Aujourd’hui-Mali: Parlez-nous de la plateforme Droit Direct ?
Paul Ivan Biligha : Droit Direct est une plateforme technologique et intégrée de services juridiques. En tant que plateforme technologique, Droit Direct est composée d’un Centre d’appel téléphonique, d’une application mobile et d’une application web en interconnexion avec des pages et comptes sur les réseaux sociaux, notamment Twitter, Facebook et Whatsapp. Chaque composante de la plateforme technologique constitue un moyen de communication et surtout, vise un public bien ciblé. Ainsi, le Centre d’appel téléphonique qui est opérationnel 24h/24, 7j/7 offre ses services d’information juridique et administrative en langues locales telles que le Bambara, le Soninké, le Peulh, le Dogon, le Tamasheq, le Sonhraï, en plus du français et de l’anglais. Il s’adresse au citoyen malien lambda capable de se servir d’un téléphone ordinaire ou qui pourrait se faire aider. L’application mobile s’adresse en priorité aux utilisateurs de Smartphones et de tablettes adeptes de l’Internet mobile et des data. L’application mobile est une version miniature de l’application web qui est destinée aux internautes qui veulent profiter, en ligne, de tous les services juridiques qu’offre la plateforme. Les réseaux sociaux fonctionnent comme des relais d’informations en direction du grand public sur la toile. Plateforme intégrée de services juridiques, Droit Direct l’est aussi car elle propose une gamme complète de services juridiques allant de la simple information à l’assistance juridique, en passant par le conseil juridique, la rédaction des documents administratifs et juridiques, sans oublier la formation et la recherche en droit et économie numérique ainsi que la traduction juridique.

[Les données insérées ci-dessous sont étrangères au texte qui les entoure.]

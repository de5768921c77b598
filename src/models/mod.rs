use chrono::{DateTime, Utc};
use serde::{Deserialize, Serialize};
use std::collections::{BTreeMap, HashSet};
use uuid::Uuid;

/// Exchange (topic) every vote message is published to.
pub const VOTES_TOPIC: &str = "votes";

#[derive(Debug, Clone, PartialEq, Serialize, Deserialize)]
pub struct Poll {
    pub id: String,
    pub title: String,
    pub options: Vec<String>,
    // option -> accumulated count
    pub results: BTreeMap<String, i64>,
    pub created_at: DateTime<Utc>,
}

/// Body of an administrative poll creation.
#[derive(Debug, Clone, Deserialize)]
pub struct NewPoll {
    #[serde(default)]
    pub id: Option<String>,
    pub title: String,
    pub options: Vec<String>,
}

/// One event delivered by the external stream.
#[derive(Debug, Clone, PartialEq, Deserialize)]
pub struct VoteEvent {
    pub text: String,
}

impl NewPoll {
    /// Checks the invariants a poll must hold before it is stored.
    ///
    /// Options must be non-blank and unique ignoring case, since the ingestor
    /// matches them case-insensitively.
    pub fn validate(&self) -> Result<(), String> {
        if let Some(id) = &self.id {
            if id.trim().is_empty() || id.contains('/') {
                return Err(format!("invalid poll id: {:?}", id));
            }
        }
        if self.title.trim().is_empty() {
            return Err("title must not be empty".to_string());
        }
        if self.options.is_empty() {
            return Err("a poll needs at least one option".to_string());
        }

        let mut seen = HashSet::new();
        for option in &self.options {
            if option.trim().is_empty() {
                return Err("options must not be blank".to_string());
            }
            if option.trim() != option {
                return Err(format!("option {:?} has surrounding whitespace", option));
            }
            if !seen.insert(option.to_lowercase()) {
                return Err(format!("duplicate option: {}", option));
            }
        }
        Ok(())
    }
}

impl Poll {
    pub fn new(new_poll: NewPoll) -> Self {
        let results = new_poll
            .options
            .iter()
            .map(|option| (option.clone(), 0))
            .collect();

        Self {
            id: new_poll.id.unwrap_or_else(|| Uuid::new_v4().to_string()),
            title: new_poll.title,
            options: new_poll.options,
            results,
            created_at: Utc::now(),
        }
    }
}
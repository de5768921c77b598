//! In-memory [`PollStore`] with failure injection, for tests.

use async_trait::async_trait;
use std::collections::{BTreeMap, HashSet};
use std::sync::Mutex;
use std::sync::atomic::{AtomicUsize, Ordering};

use super::PollStore;
use crate::error::{Error, Result};
use crate::models::Poll;

#[derive(Default)]
pub struct MemoryStore {
    polls: Mutex<BTreeMap<String, Poll>>,
    failing: Mutex<HashSet<String>>,
    calls: AtomicUsize,
}

impl MemoryStore {
    pub fn with_polls(polls: Vec<Poll>) -> Self {
        let store = Self::default();
        {
            let mut map = store.polls.lock().unwrap();
            for poll in polls {
                map.insert(poll.id.clone(), poll);
            }
        }
        store
    }

    /// Makes increments of `option` fail until [`MemoryStore::heal`] is called.
    pub fn fail_option(&self, option: &str) {
        self.failing.lock().unwrap().insert(option.to_string());
    }

    pub fn heal(&self) {
        self.failing.lock().unwrap().clear();
    }

    /// Number of store operations invoked so far.
    pub fn calls(&self) -> usize {
        self.calls.load(Ordering::SeqCst)
    }

    pub fn result(&self, poll_id: &str, option: &str) -> i64 {
        self.polls
            .lock()
            .unwrap()
            .get(poll_id)
            .and_then(|poll| poll.results.get(option).copied())
            .unwrap_or(0)
    }

    fn touch(&self) {
        self.calls.fetch_add(1, Ordering::SeqCst);
    }
}

#[async_trait]
impl PollStore for MemoryStore {
    async fn load_options(&self) -> Result<Vec<String>> {
        self.touch();
        let mut options: Vec<String> = Vec::new();
        for poll in self.polls.lock().unwrap().values() {
            for option in &poll.options {
                if !options.contains(option) {
                    options.push(option.clone());
                }
            }
        }
        Ok(options)
    }

    async fn increment_option(&self, option: &str, count: u64) -> Result<u64> {
        self.touch();
        if self.failing.lock().unwrap().contains(option) {
            return Err(Error::Store(format!("injected failure for {}", option)));
        }
        let mut updated = 0;
        for poll in self.polls.lock().unwrap().values_mut() {
            if poll.options.iter().any(|o| o == option) {
                *poll.results.entry(option.to_string()).or_insert(0) += count as i64;
                updated += 1;
            }
        }
        Ok(updated)
    }

    async fn list_polls(&self) -> Result<Vec<Poll>> {
        self.touch();
        Ok(self.polls.lock().unwrap().values().cloned().collect())
    }

    async fn get_poll(&self, poll_id: &str) -> Result<Option<Poll>> {
        self.touch();
        Ok(self.polls.lock().unwrap().get(poll_id).cloned())
    }

    async fn create_poll(&self, poll: &Poll) -> Result<()> {
        self.touch();
        let mut polls = self.polls.lock().unwrap();
        if polls.contains_key(&poll.id) {
            return Err(Error::PollExists(poll.id.clone()));
        }
        polls.insert(poll.id.clone(), poll.clone());
        Ok(())
    }

    async fn delete_poll(&self, poll_id: &str) -> Result<bool> {
        self.touch();
        Ok(self.polls.lock().unwrap().remove(poll_id).is_some())
    }
}
//! Thread-safe cache of state tries keyed by root hash.
//!
//! Serves root → trie lookups for the RPC and sync layers. Many readers may
//! proceed concurrently; insertion and removal take the writer lock, and the
//! gauge is updated under that same lock so its value always matches the
//! map size.

use std::collections::HashMap;

use parking_lot::RwLock;
use prometheus::IntGauge;

use filament_primitives::trie::Trie;
use filament_primitives::Hash;

/// Shared root-hash → trie cache.
pub struct Tries {
    root_to_trie: RwLock<HashMap<Hash, Trie>>,
    gauge: IntGauge,
}

impl Default for Tries {
    fn default() -> Self {
        Self::new()
    }
}

impl Tries {
    pub fn new() -> Self {
        let gauge = IntGauge::new(
            "tries_cached_total",
            "total number of tries cached in memory",
        )
        .expect("gauge name and help are static and valid; qed");
        // Registration only feeds the scrape endpoint; a second cache in the
        // same process keeps its own gauge unregistered.
        if let Err(err) = prometheus::default_registry().register(Box::new(gauge.clone())) {
            log::debug!(target: "state", "tries gauge not registered: {err}");
        }
        Self {
            root_to_trie: RwLock::new(HashMap::new()),
            gauge,
        }
    }

    /// Seed the cache with an initial trie.
    pub fn with_trie(trie: Trie) -> Self {
        let tries = Self::new();
        tries.soft_set(trie.root_hash(), trie);
        tries
    }

    /// Insert only if no trie is cached for this root yet.
    pub fn soft_set(&self, root: Hash, trie: Trie) {
        let mut map = self.root_to_trie.write();
        if map.contains_key(&root) {
            return;
        }
        self.gauge.inc();
        map.insert(root, trie);
    }

    pub fn delete(&self, root: Hash) {
        let mut map = self.root_to_trie.write();
        map.remove(&root);
        // Set instead of decrement, in case nothing existed at this root.
        self.gauge.set(map.len() as i64);
    }

    pub fn get(&self, root: &Hash) -> Option<Trie> {
        self.root_to_trie.read().get(root).cloned()
    }

    pub fn len(&self) -> usize {
        self.root_to_trie.read().len()
    }

    pub fn is_empty(&self) -> bool {
        self.root_to_trie.read().is_empty()
    }

    /// Current gauge reading.
    pub fn gauge_value(&self) -> i64 {
        self.gauge.get()
    }
}

#[cfg(test)]
mod tests {
    use super::*;
    use std::sync::Arc;

    fn trie_with(key: &[u8], value: &[u8]) -> Trie {
        let mut trie = Trie::new();
        trie.insert(key, value);
        trie
    }

    #[test]
    fn test_soft_set_keeps_first_insert() {
        let tries = Tries::new();
        let first = trie_with(b"a", b"1");
        let second = trie_with(b"b", b"2");
        let root = first.root_hash();

        tries.soft_set(root, first.clone());
        tries.soft_set(root, second);

        assert_eq!(tries.get(&root), Some(first));
        assert_eq!(tries.len(), 1);
        assert_eq!(tries.gauge_value(), 1);
    }

    #[test]
    fn test_delete_resets_gauge_to_length() {
        let tries = Tries::new();
        let trie = trie_with(b"a", b"1");
        let root = trie.root_hash();
        tries.soft_set(root, trie);

        tries.delete(root);
        assert_eq!(tries.len(), 0);
        assert_eq!(tries.gauge_value(), 0);

        // Deleting an absent root must not drive the gauge negative.
        tries.delete([0xEE; 32]);
        assert_eq!(tries.gauge_value(), 0);
    }

    #[test]
    fn test_get_missing_root() {
        let tries = Tries::new();
        assert_eq!(tries.get(&[0u8; 32]), None);
    }

    #[test]
    fn test_with_trie_seeds_cache() {
        let trie = trie_with(b"a", b"1");
        let root = trie.root_hash();
        let tries = Tries::with_trie(trie);
        assert!(tries.get(&root).is_some());
        assert_eq!(tries.len(), 1);
    }

    #[test]
    fn test_concurrent_soft_set_same_root_inserts_once() {
        let tries = Arc::new(Tries::new());
        let trie = trie_with(b"a", b"1");
        let root = trie.root_hash();

        let handles: Vec<_> = (0..8)
            .map(|_| {
                let tries = Arc::clone(&tries);
                let trie = trie.clone();
                std::thread::spawn(move || tries.soft_set(root, trie))
            })
            .collect();
        for handle in handles {
            handle.join().unwrap();
        }

        assert_eq!(tries.len(), 1);
        assert_eq!(tries.gauge_value(), 1);
    }
}
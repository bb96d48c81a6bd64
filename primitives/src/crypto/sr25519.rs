//! Sr25519 (schnorrkel) key pairs and verification.
//!
//! Signing uses the `b"substrate"` signing context. Two verifiers exist:
//! [`verify`] is the strict v2 behaviour, [`verify_deprecated`] accepts the
//! pre-audit signature format that old chain history still contains.

use rand::RngCore as _;
use schnorrkel::{signing_context, ExpansionMode, Keypair, MiniSecretKey, PublicKey, Signature};

use super::CryptoError;

pub const PUBLIC_KEY_LEN: usize = 32;
pub const SIGNATURE_LEN: usize = 64;

const SIGNING_CTX: &[u8] = b"substrate";

/// An sr25519 key pair.
#[derive(Clone)]
pub struct Pair {
    keypair: Keypair,
}

impl Pair {
    /// Draw a fresh pair from the OS entropy source.
    pub fn generate() -> Self {
        let mut seed = [0u8; 32];
        rand::rngs::OsRng.fill_bytes(&mut seed);
        Self::from_seed(&seed)
    }

    /// Derive a pair from a BIP-39 seed phrase.
    pub fn from_phrase(phrase: &str) -> Result<Self, CryptoError> {
        Ok(Self::from_seed(&super::seed_from_phrase(phrase)?))
    }

    pub fn from_seed(seed: &[u8; 32]) -> Self {
        let mini = MiniSecretKey::from_bytes(&seed[..])
            .expect("a 32-byte slice is always a valid mini secret key; qed");
        Self {
            keypair: mini.expand_to_keypair(ExpansionMode::Ed25519),
        }
    }

    pub fn public(&self) -> [u8; PUBLIC_KEY_LEN] {
        self.keypair.public.to_bytes()
    }

    pub fn sign(&self, message: &[u8]) -> [u8; SIGNATURE_LEN] {
        self.keypair
            .sign(signing_context(SIGNING_CTX).bytes(message))
            .to_bytes()
    }
}

/// Strict verification of an sr25519 signature.
pub fn verify(signature: &[u8], message: &[u8], public_key: &[u8]) -> bool {
    let Ok(public) = PublicKey::from_bytes(public_key) else {
        return false;
    };
    let Ok(sig) = Signature::from_bytes(signature) else {
        return false;
    };
    public
        .verify(signing_context(SIGNING_CTX).bytes(message), &sig)
        .is_ok()
}

/// Verification accepting the pre-audit signature encoding.
pub fn verify_deprecated(signature: &[u8], message: &[u8], public_key: &[u8]) -> bool {
    let Ok(public) = PublicKey::from_bytes(public_key) else {
        return false;
    };
    public
        .verify_simple_preaudit_deprecated(SIGNING_CTX, message, signature)
        .is_ok()
}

Qu’est-ce qui a motivé le lancement la plateforme « Droit Direct » ?
Nous sommes partis d’un double constat en nous appuyant sur des études récentes menées dans le secteur de la Justice au Mali et de l’observation de la pratique. Ceci nous a permis, tout d’abord, de relever le nombre, croissant d’année en année, de litiges portés devant les juridictions de l’Etat et restés sans solution définitive pour les parties en procès abandonnées, pour ainsi dire, au sentiment-et parfois au ressentiment- d’injustice.

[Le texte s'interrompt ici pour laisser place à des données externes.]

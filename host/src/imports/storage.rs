//! `ext_storage_*` imports.

use codec::Decode;
use wasmtime::{Caller, Linker};

use filament_hostapi::Storage as _;
use filament_primitives::codec::append_compact_sequence;

use crate::context::HostContext;
use crate::error::HostError;
use crate::mem;

use super::{host_try, memory_of, MODULE};

/// Decode a SCALE `Option<bytes>` limit span: `None` (or a malformed
/// payload) means unlimited, otherwise the first four bytes little-endian.
pub(super) fn decode_limit(limit_bytes: &[u8]) -> Option<u32> {
    match Option::<Vec<u8>>::decode(&mut &limit_bytes[..]) {
        Ok(Some(bytes)) if bytes.len() >= 4 => {
            Some(u32::from_le_bytes([bytes[0], bytes[1], bytes[2], bytes[3]]))
        }
        Ok(Some(_)) | Ok(None) => None,
        Err(err) => {
            log::warn!(target: "host", "failed to decode storage limit: {err}");
            None
        }
    }
}

/// Encode a storage-kill result: tag 0 when everything was removed within
/// the limit, tag 1 when keys remain, followed by the removed count.
pub(super) fn encode_kill_result(removed: u32, all_removed: bool) -> Vec<u8> {
    let mut out = Vec::with_capacity(5);
    out.push(if all_removed { 0 } else { 1 });
    out.extend_from_slice(&removed.to_le_bytes());
    out
}

pub(super) fn register(linker: &mut Linker<HostContext>) -> Result<(), HostError> {
    linker.func_wrap(
        MODULE,
        "ext_storage_set_version_1",
        |mut caller: Caller<'_, HostContext>, key_span: i64, value_span: i64| {
            let Some(memory) = memory_of(&mut caller) else {
                return;
            };
            let key = host_try!(
                mem::read_span(&memory, &caller, key_span.into()),
                (),
                "ext_storage_set: reading key"
            );
            let value = host_try!(
                mem::read_span(&memory, &caller, value_span.into()),
                (),
                "ext_storage_set: reading value"
            );
            log::trace!(
                target: "host",
                "storage set key=0x{} value=0x{}",
                hex::encode(&key),
                hex::encode(&value)
            );
            caller.data_mut().storage.put(key, value);
        },
    )?;

    linker.func_wrap(
        MODULE,
        "ext_storage_get_version_1",
        |mut caller: Caller<'_, HostContext>, key_span: i64| -> i64 {
            let Some(memory) = memory_of(&mut caller) else {
                return 0;
            };
            let key = host_try!(
                mem::read_span(&memory, &caller, key_span.into()),
                0,
                "ext_storage_get: reading key"
            );
            let value = caller.data().storage.get(&key);
            log::trace!(
                target: "host",
                "storage get key=0x{} found={}",
                hex::encode(&key),
                value.is_some()
            );
            let out = host_try!(
                mem::write_option(&memory, &mut caller, value.as_deref()),
                0,
                "ext_storage_get: writing value"
            );
            out.as_i64()
        },
    )?;

    linker.func_wrap(
        MODULE,
        "ext_storage_read_version_1",
        |mut caller: Caller<'_, HostContext>,
         key_span: i64,
         value_out_span: i64,
         offset: i32|
         -> i64 {
            let Some(memory) = memory_of(&mut caller) else {
                return 0;
            };
            let key = host_try!(
                mem::read_span(&memory, &caller, key_span.into()),
                0,
                "ext_storage_read: reading key"
            );
            let Some(value) = caller.data().storage.get(&key) else {
                let out = host_try!(
                    mem::write_option(&memory, &mut caller, None),
                    0,
                    "ext_storage_read: writing none"
                );
                return out.as_i64();
            };

            // Copy the value tail into the caller's buffer; the reported
            // size is the remaining length, not the copied length.
            let mut size = 0u32;
            let offset = offset as usize;
            if offset <= value.len() {
                let tail = &value[offset..];
                size = tail.len() as u32;
                let out_span = mem::PointerSize::from(value_out_span);
                let copy_len = tail.len().min(out_span.length() as usize);
                host_try!(
                    mem::write_bytes(&memory, &mut caller, out_span.pointer(), &tail[..copy_len]),
                    0,
                    "ext_storage_read: writing value"
                );
            }

            let out = host_try!(
                mem::write_option_u32(&memory, &mut caller, Some(size)),
                0,
                "ext_storage_read: writing size"
            );
            out.as_i64()
        },
    )?;

    linker.func_wrap(
        MODULE,
        "ext_storage_clear_version_1",
        |mut caller: Caller<'_, HostContext>, key_span: i64| {
            let Some(memory) = memory_of(&mut caller) else {
                return;
            };
            let key = host_try!(
                mem::read_span(&memory, &caller, key_span.into()),
                (),
                "ext_storage_clear: reading key"
            );
            log::trace!(target: "host", "storage clear key=0x{}", hex::encode(&key));
            caller.data_mut().storage.delete(&key);
        },
    )?;

    linker.func_wrap(
        MODULE,
        "ext_storage_exists_version_1",
        |mut caller: Caller<'_, HostContext>, key_span: i64| -> i32 {
            let Some(memory) = memory_of(&mut caller) else {
                return 0;
            };
            let key = host_try!(
                mem::read_span(&memory, &caller, key_span.into()),
                0,
                "ext_storage_exists: reading key"
            );
            caller.data().storage.exists(&key) as i32
        },
    )?;

    linker.func_wrap(
        MODULE,
        "ext_storage_clear_prefix_version_1",
        |mut caller: Caller<'_, HostContext>, prefix_span: i64| {
            let Some(memory) = memory_of(&mut caller) else {
                return;
            };
            let prefix = host_try!(
                mem::read_span(&memory, &caller, prefix_span.into()),
                (),
                "ext_storage_clear_prefix: reading prefix"
            );
            caller.data_mut().storage.clear_prefix(&prefix);
        },
    )?;

    linker.func_wrap(
        MODULE,
        "ext_storage_clear_prefix_version_2",
        |mut caller: Caller<'_, HostContext>, prefix_span: i64, limit_span: i64| -> i64 {
            let Some(memory) = memory_of(&mut caller) else {
                return 0;
            };
            let prefix = host_try!(
                mem::read_span(&memory, &caller, prefix_span.into()),
                0,
                "ext_storage_clear_prefix_v2: reading prefix"
            );
            let limit_bytes = host_try!(
                mem::read_span(&memory, &caller, limit_span.into()),
                0,
                "ext_storage_clear_prefix_v2: reading limit"
            );
            let limit = decode_limit(&limit_bytes).unwrap_or(u32::MAX);

            let (removed, all_removed) =
                caller.data_mut().storage.clear_prefix_limit(&prefix, limit);
            let out = host_try!(
                mem::write_owned(&memory, &mut caller, &encode_kill_result(removed, all_removed)),
                0,
                "ext_storage_clear_prefix_v2: writing result"
            );
            out.as_i64()
        },
    )?;

    linker.func_wrap(
        MODULE,
        "ext_storage_append_version_1",
        |mut caller: Caller<'_, HostContext>, key_span: i64, value_span: i64| {
            let Some(memory) = memory_of(&mut caller) else {
                return;
            };
            let key = host_try!(
                mem::read_span(&memory, &caller, key_span.into()),
                (),
                "ext_storage_append: reading key"
            );
            let value = host_try!(
                mem::read_span(&memory, &caller, value_span.into()),
                (),
                "ext_storage_append: reading value"
            );
            log::trace!(
                target: "host",
                "append value 0x{} to key 0x{}",
                hex::encode(&value),
                hex::encode(&key)
            );

            let stored = caller.data().storage.get(&key);
            let appended = append_compact_sequence(stored.as_deref(), &value);
            caller.data_mut().storage.put(key, appended);
        },
    )?;

    linker.func_wrap(
        MODULE,
        "ext_storage_next_key_version_1",
        |mut caller: Caller<'_, HostContext>, key_span: i64| -> i64 {
            let Some(memory) = memory_of(&mut caller) else {
                return 0;
            };
            let key = host_try!(
                mem::read_span(&memory, &caller, key_span.into()),
                0,
                "ext_storage_next_key: reading key"
            );
            let next = caller.data().storage.next_key(&key);
            let out = host_try!(
                mem::write_option(&memory, &mut caller, next.as_deref()),
                0,
                "ext_storage_next_key: writing key"
            );
            out.as_i64()
        },
    )?;

    linker.func_wrap(
        MODULE,
        "ext_storage_root_version_1",
        |mut caller: Caller<'_, HostContext>| -> i64 {
            let Some(memory) = memory_of(&mut caller) else {
                return 0;
            };
            let root = caller.data().storage.root();
            log::trace!(target: "host", "storage root is 0x{}", hex::encode(root));
            let out = host_try!(
                mem::write_owned(&memory, &mut caller, &root),
                0,
                "ext_storage_root: writing root"
            );
            out.as_i64()
        },
    )?;

    linker.func_wrap(
        MODULE,
        "ext_storage_root_version_2",
        |mut caller: Caller<'_, HostContext>, _state_version: i32| -> i64 {
            let Some(memory) = memory_of(&mut caller) else {
                return 0;
            };
            let root = caller.data().storage.root();
            let out = host_try!(
                mem::write_owned(&memory, &mut caller, &root),
                0,
                "ext_storage_root_v2: writing root"
            );
            out.as_i64()
        },
    )?;

    linker.func_wrap(
        MODULE,
        "ext_storage_changes_root_version_1",
        |mut caller: Caller<'_, HostContext>, _parent_hash_span: i64| -> i64 {
            let Some(memory) = memory_of(&mut caller) else {
                return 0;
            };
            // Deprecated upstream; the answer is always `None`.
            let out = host_try!(
                mem::write_option(&memory, &mut caller, None),
                0,
                "ext_storage_changes_root: writing none"
            );
            out.as_i64()
        },
    )?;

    linker.func_wrap(
        MODULE,
        "ext_storage_start_transaction_version_1",
        |mut caller: Caller<'_, HostContext>| {
            caller.data_mut().storage.begin_transaction();
        },
    )?;
    linker.func_wrap(
        MODULE,
        "ext_storage_commit_transaction_version_1",
        |mut caller: Caller<'_, HostContext>| {
            caller.data_mut().storage.commit_transaction();
        },
    )?;
    linker.func_wrap(
        MODULE,
        "ext_storage_rollback_transaction_version_1",
        |mut caller: Caller<'_, HostContext>| {
            caller.data_mut().storage.rollback_transaction();
        },
    )?;

    Ok(())
}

Ensuite, nous avons observé le recours massif, presque compulsif, à la justice traditionnelle ou familiale et, de plus en plus, avec la vie urbaine individualiste par définition, à la justice privée caractérisée par des règlements de comptes à la façon des gangs mafieux. Tout ceci au préjudice, bien sûr, des couches les plus vulnérables de la société que sont les femmes, les jeunes, les démunis, les moins instruits, les handicapés de toutes sortes, les ruraux, les migrants et les expatriés peu avertis du fonctionnement » rée » de la Justice au Mali et toujours pris au dépourvu quand leurs droits, les plus élémentaires parfois, sont violés.

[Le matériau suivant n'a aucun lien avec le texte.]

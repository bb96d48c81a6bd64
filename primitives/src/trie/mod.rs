//! Merkle-Patricia trie used for transient root computation and proof
//! verification.
//!
//! The host builds short-lived tries for the `ext_trie_*` root calls and for
//! storage root computation; the proof verifier reconstructs a partial trie
//! from encoded nodes. Insertion and lookup work on materialised nodes;
//! children known only by Merkle value (from a partial proof) simply resolve
//! to "absent" on lookup.

use codec::{Compact, Encode};

use crate::hashing::blake2_256;
use crate::Hash;

pub mod nibbles;
pub mod node;
pub mod proof;

pub use node::{merkle_value, Child, Node, NodeError};

use nibbles::{bytes_to_nibbles, common_prefix_len};

/// An in-memory Merkle-Patricia trie.
#[derive(Debug, Clone, Default, PartialEq, Eq)]
pub struct Trie {
    root: Option<Node>,
}

impl Trie {
    /// An empty trie.
    pub fn new() -> Self {
        Self::default()
    }

    /// A trie rooted at an already-built node (proof reconstruction).
    pub fn from_root(root: Node) -> Self {
        Self { root: Some(root) }
    }

    pub fn is_empty(&self) -> bool {
        self.root.is_none()
    }

    /// Insert a key/value pair, replacing any existing value.
    pub fn insert(&mut self, key: &[u8], value: &[u8]) {
        let nibbles = bytes_to_nibbles(key);
        let root = self.root.take();
        self.root = Some(match root {
            None => Node::Leaf {
                partial_key: nibbles,
                value: value.to_vec(),
            },
            Some(node) => insert_node(node, &nibbles, value.to_vec()),
        });
    }

    /// Look up a key.
    pub fn get(&self, key: &[u8]) -> Option<Vec<u8>> {
        let nibbles = bytes_to_nibbles(key);
        get_node(self.root.as_ref()?, &nibbles)
    }

    /// The blake2b-256 Merkle root. The empty trie hashes the empty-node
    /// encoding `[0x00]`.
    pub fn root_hash(&self) -> Hash {
        match &self.root {
            None => blake2_256(&[0x00]),
            Some(node) => blake2_256(&node.encode()),
        }
    }

    /// Wire encodings of every materialised node, root first.
    ///
    /// The full node set of a trie is a valid (if maximal) Merkle proof for
    /// any of its keys, since proof verification tolerates unreachable
    /// extras.
    pub fn node_encodings(&self) -> Vec<Vec<u8>> {
        let mut out = Vec::new();
        if let Some(root) = &self.root {
            collect_encodings(root, &mut out);
        }
        out
    }

    /// Build a trie from `(key, value)` pairs.
    pub fn from_pairs<K: AsRef<[u8]>, V: AsRef<[u8]>>(pairs: &[(K, V)]) -> Self {
        let mut trie = Self::new();
        for (key, value) in pairs {
            trie.insert(key.as_ref(), value.as_ref());
        }
        trie
    }

    /// Build a trie keyed by the compact encoding of each value's index.
    pub fn from_ordered_values<V: AsRef<[u8]>>(values: &[V]) -> Self {
        let mut trie = Self::new();
        for (i, value) in values.iter().enumerate() {
            trie.insert(&Compact(i as u32).encode(), value.as_ref());
        }
        trie
    }
}

fn collect_encodings(node: &Node, out: &mut Vec<Vec<u8>>) {
    out.push(node.encode());
    if let Node::Branch { children, .. } = node {
        for child in children.iter().flatten() {
            if let Child::Node(child) = child {
                collect_encodings(child, out);
            }
        }
    }
}

fn empty_children() -> Box<[Option<Child>; 16]> {
    Box::new(Default::default())
}

fn insert_node(node: Node, key: &[u8], value: Vec<u8>) -> Node {
    match node {
        Node::Leaf {
            partial_key,
            value: old_value,
        } => {
            let common = common_prefix_len(&partial_key, key);
            if common == partial_key.len() && common == key.len() {
                return Node::Leaf {
                    partial_key,
                    value,
                };
            }

            // The leaf and the new key diverge: split into a branch at the
            // common prefix.
            let mut children = empty_children();
            let mut branch_value = None;

            if common == partial_key.len() {
                branch_value = Some(old_value);
            } else {
                let index = partial_key[common] as usize;
                children[index] = Some(Child::Node(Box::new(Node::Leaf {
                    partial_key: partial_key[common + 1..].to_vec(),
                    value: old_value,
                })));
            }

            if common == key.len() {
                branch_value = Some(value);
            } else {
                let index = key[common] as usize;
                children[index] = Some(Child::Node(Box::new(Node::Leaf {
                    partial_key: key[common + 1..].to_vec(),
                    value,
                })));
            }

            Node::Branch {
                partial_key: key[..common].to_vec(),
                value: branch_value,
                children,
            }
        }
        Node::Branch {
            partial_key,
            value: branch_value,
            mut children,
        } => {
            let common = common_prefix_len(&partial_key, key);
            if common == partial_key.len() {
                if key.len() == common {
                    return Node::Branch {
                        partial_key,
                        value: Some(value),
                        children,
                    };
                }
                let index = key[common] as usize;
                let rest = &key[common + 1..];
                let slot = children[index].take();
                children[index] = Some(match slot {
                    None => Child::Node(Box::new(Node::Leaf {
                        partial_key: rest.to_vec(),
                        value,
                    })),
                    Some(Child::Node(child)) => {
                        Child::Node(Box::new(insert_node(*child, rest, value)))
                    }
                    // Unreachable for tries built by insertion; a partial
                    // proof trie overwrites the unresolved reference.
                    Some(Child::Hash(_)) => Child::Node(Box::new(Node::Leaf {
                        partial_key: rest.to_vec(),
                        value,
                    })),
                });
                return Node::Branch {
                    partial_key,
                    value: branch_value,
                    children,
                };
            }

            // The branch itself diverges: insert an intermediate branch.
            let mut new_children = empty_children();
            let old_index = partial_key[common] as usize;
            new_children[old_index] = Some(Child::Node(Box::new(Node::Branch {
                partial_key: partial_key[common + 1..].to_vec(),
                value: branch_value,
                children,
            })));

            let mut new_value = None;
            if common == key.len() {
                new_value = Some(value);
            } else {
                let index = key[common] as usize;
                new_children[index] = Some(Child::Node(Box::new(Node::Leaf {
                    partial_key: key[common + 1..].to_vec(),
                    value,
                })));
            }

            Node::Branch {
                partial_key: key[..common].to_vec(),
                value: new_value,
                children: new_children,
            }
        }
    }
}

fn get_node(node: &Node, key: &[u8]) -> Option<Vec<u8>> {
    match node {
        Node::Leaf { partial_key, value } => {
            (partial_key.as_slice() == key).then(|| value.clone())
        }
        Node::Branch {
            partial_key,
            value,
            children,
        } => {
            if key.len() < partial_key.len() || !key.starts_with(partial_key) {
                return None;
            }
            if key.len() == partial_key.len() {
                return value.clone();
            }
            let index = key[partial_key.len()] as usize;
            match children[index].as_ref()? {
                Child::Node(child) => get_node(child, &key[partial_key.len() + 1..]),
                // Referenced but not materialised: unknown to this partial trie.
                Child::Hash(_) => None,
            }
        }
    }
}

Au-delà des chiffres, c’est le rejet manifeste par la population, de la Justice formelle qui est en cause dans une République démocratique et laïque comme le Mali, où le droit posé par l’Etat est censé refléter les aspirations de la grande majorité des citoyens et devrait donc naturellement avoir la primauté pour réguler les rapports sociaux et trancher toutes les contestations qui pourraient s’élever dans la vie quotidienne. Et lorsque, dans une société, la justice n’est plus assurée aux citoyens ou ce qui revient à dire la même chose, lorsque la justice est confiée par la force des circonstances, à des entités qui ne peuvent pas toujours en garantir l’objectivité et l’efficacité, ce sont la paix et la cohésion sociales, fondements de toute nation prospère, qui en font les frais.
Comment garantir un égal accès au droit et à la justice entre tous les citoyens maliens afin de rétablir, cette confiance que chaque citoyen doit avoir dans les institutions de son pays et notamment dans les institutions judiciaires comme dernier rempart contre l’insécurité, l’impunité et l’injustice, dans un contexte où le nombre des avocats et autres professionnels du droit toutes catégories confondues est insuffisant, les lenteurs et les coûts de la Justice encore trop importants sont de nature à décourager des personnes qui de surcroît ignorent dans leur grande majorité la loi et les mécanismes d’accès à la Justice ? La plateforme est la solution que nous avons conçue et mise à la disposition des citoyens et justiciables maliens pour leur faciliter l’accès au droit et à la Justice, sans entrave quelconque.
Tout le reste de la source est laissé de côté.